Having static types is absolutely valuable when undergoing a large refactor to build confidence that you haven’t completely messed something up, but when I just want to move some code around to see if I can change some behaviour, having to re-define interface definitions and then contend with anything else that breaks is a frustrating experience. It would be great if I could just turn off type checking in single files while I work.

An easy example of this is when you’re doing something that unifies the behaviour of a bunch of objects, and will almost certainly result in defining some common interface for all the classes to implement. However in the interim you just want the compiler to treat all the objects as being the same shape, despite the fact that from the compiler’s point of view they have absolutely nothing in common.
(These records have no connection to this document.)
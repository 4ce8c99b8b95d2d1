//! HTTP protocol handling subsystem.
//!
//! # Data Flow
//! ```text
//! TCP connection
//!     → server.rs (Axum setup, request ID + trace layers)
//!     → gateway.rs (orchestration, fallback on any failure)
//!         → request.rs (buffered descriptor, client IP, country)
//!         → response.rs (fallback page, 429, client errors)
//!     → Send to client
//! ```

pub mod gateway;
pub mod request;
pub mod response;
pub mod server;

pub use gateway::{Gateway, GatewayError, Outcome};
pub use request::{RequestDescriptor, X_REQUEST_ID};
pub use server::{GatewayServer, ServerError};
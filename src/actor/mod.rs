//! Keyed actors: one serialized owner of state per stable string id.
//!
//! # Data Flow
//! ```text
//! caller ──► ActorRegistry::handle(key) ──► mpsc mailbox ──► actor task
//!   ▲                                                         │
//!   └──────────────────── oneshot reply ◄─────────────────────┘
//! ```
//!
//! # Design Decisions
//! - Exactly one task per key, created lazily under the map's entry lock
//! - The actor task owns its state; there is no lock around it
//! - Messages for a key are handled strictly in arrival order

pub mod counter;
pub mod session;

use std::fmt;
use std::sync::Arc;

use dashmap::DashMap;
use tokio::sync::{mpsc, oneshot};

pub use counter::{CounterActor, CounterRegistry};
pub use session::{SessionActor, SessionRecord, SessionRegistry};

/// Mailbox depth per actor.
const MAILBOX_CAPACITY: usize = 256;

#[derive(Debug, thiserror::Error)]
pub enum ActorError {
    #[error("actor for key {0:?} is no longer running")]
    Stopped(String),
}

/// A unit of state that processes its messages one at a time.
pub trait Actor: Send + 'static {
    type Message: Send + 'static;

    /// Build the initial state for `key`.
    fn start(key: &str) -> Self;

    fn handle(&mut self, message: Self::Message);
}

/// Address of a running actor.
pub struct ActorHandle<A: Actor> {
    key: Arc<str>,
    tx: mpsc::Sender<A::Message>,
}

impl<A: Actor> fmt::Debug for ActorHandle<A> {
    fn fmt(&self, f: &mut fmt::Formatter<'_>) -> fmt::Result {
        f.debug_struct("ActorHandle")
            .field("key", &self.key)
            .field("closed", &self.tx.is_closed())
            .finish()
    }
}

impl<A: Actor> Clone for ActorHandle<A> {
    fn clone(&self) -> Self {
        Self {
            key: self.key.clone(),
            tx: self.tx.clone(),
        }
    }
}

impl<A: Actor> ActorHandle<A> {
    pub fn key(&self) -> &str {
        &self.key
    }

    /// Send a message built around a reply channel and wait for the answer.
    pub async fn ask<R>(
        &self,
        build: impl FnOnce(oneshot::Sender<R>) -> A::Message,
    ) -> Result<R, ActorError> {
        let (reply_tx, reply_rx) = oneshot::channel();
        self.tx
            .send(build(reply_tx))
            .await
            .map_err(|_| ActorError::Stopped(self.key.to_string()))?;
        reply_rx
            .await
            .map_err(|_| ActorError::Stopped(self.key.to_string()))
    }
}

/// Lazily spawns and addresses actors by key.
pub struct ActorRegistry<A: Actor> {
    actors: DashMap<String, ActorHandle<A>>,
}

impl<A: Actor> fmt::Debug for ActorRegistry<A> {
    fn fmt(&self, f: &mut fmt::Formatter<'_>) -> fmt::Result {
        f.debug_struct("ActorRegistry")
            .field("actors", &self.actors.len())
            .finish()
    }
}

impl<A: Actor> Default for ActorRegistry<A> {
    fn default() -> Self {
        Self {
            actors: DashMap::new(),
        }
    }
}

impl<A: Actor> ActorRegistry<A> {
    pub fn new() -> Self {
        Self::default()
    }

    /// Address the actor for `key`, spawning it on first use.
    pub fn handle(&self, key: &str) -> ActorHandle<A> {
        if let Some(existing) = self.actors.get(key) {
            return existing.clone();
        }
        self.actors
            .entry(key.to_string())
            .or_insert_with(|| Self::spawn(key))
            .clone()
    }

    /// Address the actor for `key` only if it already exists.
    pub fn existing(&self, key: &str) -> Option<ActorHandle<A>> {
        self.actors.get(key).map(|r| r.value().clone())
    }

    pub fn len(&self) -> usize {
        self.actors.len()
    }

    pub fn is_empty(&self) -> bool {
        self.actors.is_empty()
    }

    fn spawn(key: &str) -> ActorHandle<A> {
        let (tx, mut rx) = mpsc::channel::<A::Message>(MAILBOX_CAPACITY);
        let mut actor = A::start(key);
        let key: Arc<str> = Arc::from(key);
        let task_key = key.clone();
        tokio::spawn(async move {
            while let Some(message) = rx.recv().await {
                actor.handle(message);
            }
            tracing::trace!(key = %task_key, "Actor mailbox closed");
        });
        ActorHandle { key, tx }
    }
}
//! Lifecycle management subsystem.
//!
//! # Data Flow
//! ```text
//! Signals (signals.rs):
//!     SIGTERM/SIGINT → resolve shutdown future
//!
//! Shutdown (shutdown.rs):
//!     trigger → broadcast to health monitor, analytics worker, janitors
//!
//! Background work (background.rs):
//!     request handler → spawn deferred task → log on failure
//!     shutdown → close tracker → wait (bounded) for pending tasks
//! ```
//!
//! # Design Decisions
//! - Ordered shutdown: stop accepting, stop loops, drain deferred work
//! - Shutdown has timeout: pending work is abandoned after the deadline

pub mod background;
pub mod shutdown;
pub mod signals;

pub use background::BackgroundTasks;
pub use shutdown::Shutdown;
//! Session state, one authoritative actor per session id.

use std::collections::HashMap;
use std::time::{SystemTime, UNIX_EPOCH};

use serde::{Deserialize, Serialize};
use tokio::sync::oneshot;
use uuid::Uuid;

use crate::actor::{Actor, ActorError, ActorRegistry};

/// Arbitrary caller-supplied session attributes.
pub type Attributes = HashMap<String, serde_json::Value>;

#[derive(Debug, Clone, PartialEq, Serialize, Deserialize)]
#[serde(rename_all = "camelCase")]
pub struct SessionRecord {
    pub session_id: Uuid,
    /// Milliseconds since the Unix epoch.
    pub created_at: u64,
    pub attributes: Attributes,
}

pub enum SessionMessage {
    Create {
        attributes: Attributes,
        reply: oneshot::Sender<SessionRecord>,
    },
    Get {
        reply: oneshot::Sender<Option<SessionRecord>>,
    },
}

#[derive(Debug)]
pub struct SessionActor {
    id: Option<Uuid>,
    record: Option<SessionRecord>,
}

impl Actor for SessionActor {
    type Message = SessionMessage;

    fn start(key: &str) -> Self {
        Self {
            id: Uuid::parse_str(key).ok(),
            record: None,
        }
    }

    fn handle(&mut self, message: SessionMessage) {
        match message {
            SessionMessage::Create { attributes, reply } => {
                // A second create for the same id keeps the first record.
                let record = match self.record.clone() {
                    Some(existing) => existing,
                    None => {
                        let record = SessionRecord {
                            session_id: self.id.unwrap_or_else(Uuid::new_v4),
                            created_at: unix_millis(),
                            attributes,
                        };
                        self.record = Some(record.clone());
                        record
                    }
                };
                let _ = reply.send(record);
            }
            SessionMessage::Get { reply } => {
                let _ = reply.send(self.record.clone());
            }
        }
    }
}

fn unix_millis() -> u64 {
    SystemTime::now()
        .duration_since(UNIX_EPOCH)
        .unwrap_or_default()
        .as_millis() as u64
}

/// Creates and validates sessions. Sessions never expire at this layer.
#[derive(Debug, Default)]
pub struct SessionRegistry {
    actors: ActorRegistry<SessionActor>,
}

impl SessionRegistry {
    pub fn new() -> Self {
        Self::default()
    }

    pub async fn create(&self, attributes: Attributes) -> Result<SessionRecord, ActorError> {
        let id = Uuid::new_v4();
        self.actors
            .handle(&id.to_string())
            .ask(|reply| SessionMessage::Create { attributes, reply })
            .await
    }

    /// Look up a session. Unknown or malformed ids return `None`
    /// without spawning an actor.
    pub async fn validate(&self, session_id: &str) -> Result<Option<SessionRecord>, ActorError> {
        let Ok(id) = Uuid::parse_str(session_id) else {
            return Ok(None);
        };
        match self.actors.existing(&id.to_string()) {
            Some(actor) => actor.ask(|reply| SessionMessage::Get { reply }).await,
            None => Ok(None),
        }
    }

    pub fn len(&self) -> usize {
        self.actors.len()
    }

    pub fn is_empty(&self) -> bool {
        self.actors.is_empty()
    }
}
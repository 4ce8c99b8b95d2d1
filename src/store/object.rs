//! Object storage for immutable static assets.
//!
//! # Responsibilities
//! - Resolve a content key to bytes plus metadata
//! - Derive a strong ETag from the content hash
//!
//! # Design Decisions
//! - Keys are relative paths; absolute paths and `..` segments are rejected
//! - Content type comes from stored metadata; unknown types stay `None`
//!   and the caller picks a generic default

use std::path::{Component, Path, PathBuf};
use std::sync::Arc;

use async_trait::async_trait;
use bytes::Bytes;
use dashmap::DashMap;
use sha2::{Digest, Sha256};

use crate::store::StoreError;

/// An object as returned by the store.
#[derive(Debug, Clone, PartialEq, Eq)]
pub struct StoredObject {
    pub body: Bytes,
    pub content_type: Option<String>,
    /// Hex SHA-256 of `body`.
    pub content_hash: String,
}

impl StoredObject {
    pub fn new(body: Bytes, content_type: Option<String>) -> Self {
        let content_hash = hex::encode(Sha256::digest(&body));
        Self {
            body,
            content_type,
            content_hash,
        }
    }

    /// Quoted strong entity tag.
    pub fn etag(&self) -> String {
        format!("\"{}\"", self.content_hash)
    }
}

#[async_trait]
pub trait ObjectStore: Send + Sync {
    /// Fetch an object by key. `Ok(None)` when absent.
    async fn get(&self, key: &str) -> Result<Option<StoredObject>, StoreError>;
}

/// Validate a content key and split it into safe path segments.
fn safe_segments(key: &str) -> Result<Vec<&str>, StoreError> {
    if key.is_empty() || key.starts_with('/') || key.contains('\\') {
        return Err(StoreError::InvalidKey(key.to_string()));
    }
    let mut segments = Vec::new();
    for component in Path::new(key).components() {
        match component {
            Component::Normal(part) => {
                segments.push(part.to_str().ok_or_else(|| StoreError::InvalidKey(key.to_string()))?)
            }
            _ => return Err(StoreError::InvalidKey(key.to_string())),
        }
    }
    Ok(segments)
}

/// In-process object store, mostly for tests and embedded deployments.
#[derive(Debug, Clone, Default)]
pub struct MemoryObjectStore {
    objects: Arc<DashMap<String, StoredObject>>,
}

impl MemoryObjectStore {
    pub fn new() -> Self {
        Self::default()
    }

    pub fn insert(&self, key: impl Into<String>, body: impl Into<Bytes>, content_type: Option<&str>) {
        self.objects.insert(
            key.into(),
            StoredObject::new(body.into(), content_type.map(str::to_string)),
        );
    }
}

#[async_trait]
impl ObjectStore for MemoryObjectStore {
    async fn get(&self, key: &str) -> Result<Option<StoredObject>, StoreError> {
        safe_segments(key)?;
        Ok(self.objects.get(key).map(|r| r.value().clone()))
    }
}

/// Object store rooted at a directory on local disk.
#[derive(Debug, Clone)]
pub struct FsObjectStore {
    root: PathBuf,
}

impl FsObjectStore {
    pub fn new(root: impl Into<PathBuf>) -> Self {
        Self { root: root.into() }
    }

    fn resolve(&self, key: &str) -> Result<PathBuf, StoreError> {
        let mut path = self.root.clone();
        for segment in safe_segments(key)? {
            path.push(segment);
        }
        Ok(path)
    }
}

#[async_trait]
impl ObjectStore for FsObjectStore {
    async fn get(&self, key: &str) -> Result<Option<StoredObject>, StoreError> {
        let path = self.resolve(key)?;
        match tokio::fs::metadata(&path).await {
            Ok(meta) if meta.is_file() => {}
            Ok(_) => return Ok(None),
            Err(e) if e.kind() == std::io::ErrorKind::NotFound => return Ok(None),
            Err(e) => return Err(e.into()),
        }
        let body = tokio::fs::read(&path).await?;
        let content_type = content_type_for(&path).map(str::to_string);
        Ok(Some(StoredObject::new(Bytes::from(body), content_type)))
    }
}

/// Extension metadata for files written without an explicit type.
fn content_type_for(path: &Path) -> Option<&'static str> {
    let ext = path.extension()?.to_str()?.to_ascii_lowercase();
    let mime = match ext.as_str() {
        "html" | "htm" => "text/html; charset=utf-8",
        "css" => "text/css; charset=utf-8",
        "js" | "mjs" => "application/javascript",
        "json" => "application/json",
        "svg" => "image/svg+xml",
        "png" => "image/png",
        "jpg" | "jpeg" => "image/jpeg",
        "gif" => "image/gif",
        "webp" => "image/webp",
        "avif" => "image/avif",
        "ico" => "image/x-icon",
        "woff" => "font/woff",
        "woff2" => "font/woff2",
        "ttf" => "font/ttf",
        "txt" => "text/plain; charset=utf-8",
        "wasm" => "application/wasm",
        "pdf" => "application/pdf",
        _ => return None,
    };
    Some(mime)
}

#[cfg(test)]
mod tests {
    use super::*;

    #[test]
    fn test_etag_is_content_hash() {
        let a = StoredObject::new(Bytes::from_static(b"hello"), None);
        let b = StoredObject::new(Bytes::from_static(b"hello"), Some("text/plain".into()));
        assert_eq!(a.etag(), b.etag());
        assert_eq!(
            a.content_hash,
            "2cf24dba5fb0a30e26e83b2ac5b9e29e1b161e5c1fa7425e73043362938b9824"
        );
        assert!(a.etag().starts_with('"') && a.etag().ends_with('"'));
    }

    #[test]
    fn test_rejects_traversal() {
        assert!(safe_segments("../etc/passwd").is_err());
        assert!(safe_segments("/abs").is_err());
        assert!(safe_segments("a/../../b").is_err());
        assert!(safe_segments("").is_err());
        assert_eq!(safe_segments("css/app.css").unwrap(), vec!["css", "app.css"]);
    }

    #[tokio::test]
    async fn test_memory_store() {
        let store = MemoryObjectStore::new();
        store.insert("logo.svg", "<svg/>", Some("image/svg+xml"));
        let obj = store.get("logo.svg").await.unwrap().unwrap();
        assert_eq!(obj.content_type.as_deref(), Some("image/svg+xml"));
        assert!(store.get("other.svg").await.unwrap().is_none());
    }

    #[tokio::test]
    async fn test_fs_store() {
        let dir = tempfile::tempdir().unwrap();
        std::fs::create_dir(dir.path().join("css")).unwrap();
        std::fs::write(dir.path().join("css/app.css"), "body{}").unwrap();
        std::fs::write(dir.path().join("blob"), [0u8, 1, 2]).unwrap();

        let store = FsObjectStore::new(dir.path());
        let css = store.get("css/app.css").await.unwrap().unwrap();
        assert_eq!(css.body, Bytes::from_static(b"body{}"));
        assert_eq!(css.content_type.as_deref(), Some("text/css; charset=utf-8"));

        let blob = store.get("blob").await.unwrap().unwrap();
        assert_eq!(blob.content_type, None);

        assert!(store.get("css").await.unwrap().is_none());
        assert!(store.get("missing.js").await.unwrap().is_none());
        assert!(store.get("../secret").await.is_err());
    }
}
Since I’m a big printf debugger, languages that don’t have a sensible default for printing objects is a huge pain. Remembering to use whatever the method is that turns a Java array into a human-readable string is the absolute worst. Ruby is great here because every object has a .inspect method that will dump the value of all instance variables, which is incredibly convenient. Of course you could attach a debugger, but having it available programmatically allows you to dump it into your applications UI if necessary, without having to re-run with a debugger attached.

Other times I might want to just:

  • Call a private methods
  • Read a whole file without writing lines of InputStreamReader boilerplate
  • Throw an exception that I didn’t declare
  • Catch that exception somewhere else
  • Redefine a method on an existing class

Swift’s error handling actually has a few of these features—the try! and optional unwrap ! syntax are great examples of convenience features for hacking something together that should never get past a code review.4

Of course it’s no surprise that Crystal has a lot of these features (it is of course the best language ever). Being able to punt some best practices to the back seat is incredibly convenient, and not something that I’ve seen included much in discussions on readability versus writability of code.

  1. Or even fast to run, in some cases! 

  2. They’ve also got to know that in: is the argument label, I find this constantly baffling as charactersIn: seems like it could be an equally-good argument label, so you have to remember both the full “trimming characters in” name of the method, and where in that name the arbitrary separator between what’s the method name and what’s the argument label. 

  3. Until Go added support for generics, which I have not yet used. 

  4. As I wrote before Swift has some weird trade-offs when it comes to exceptions.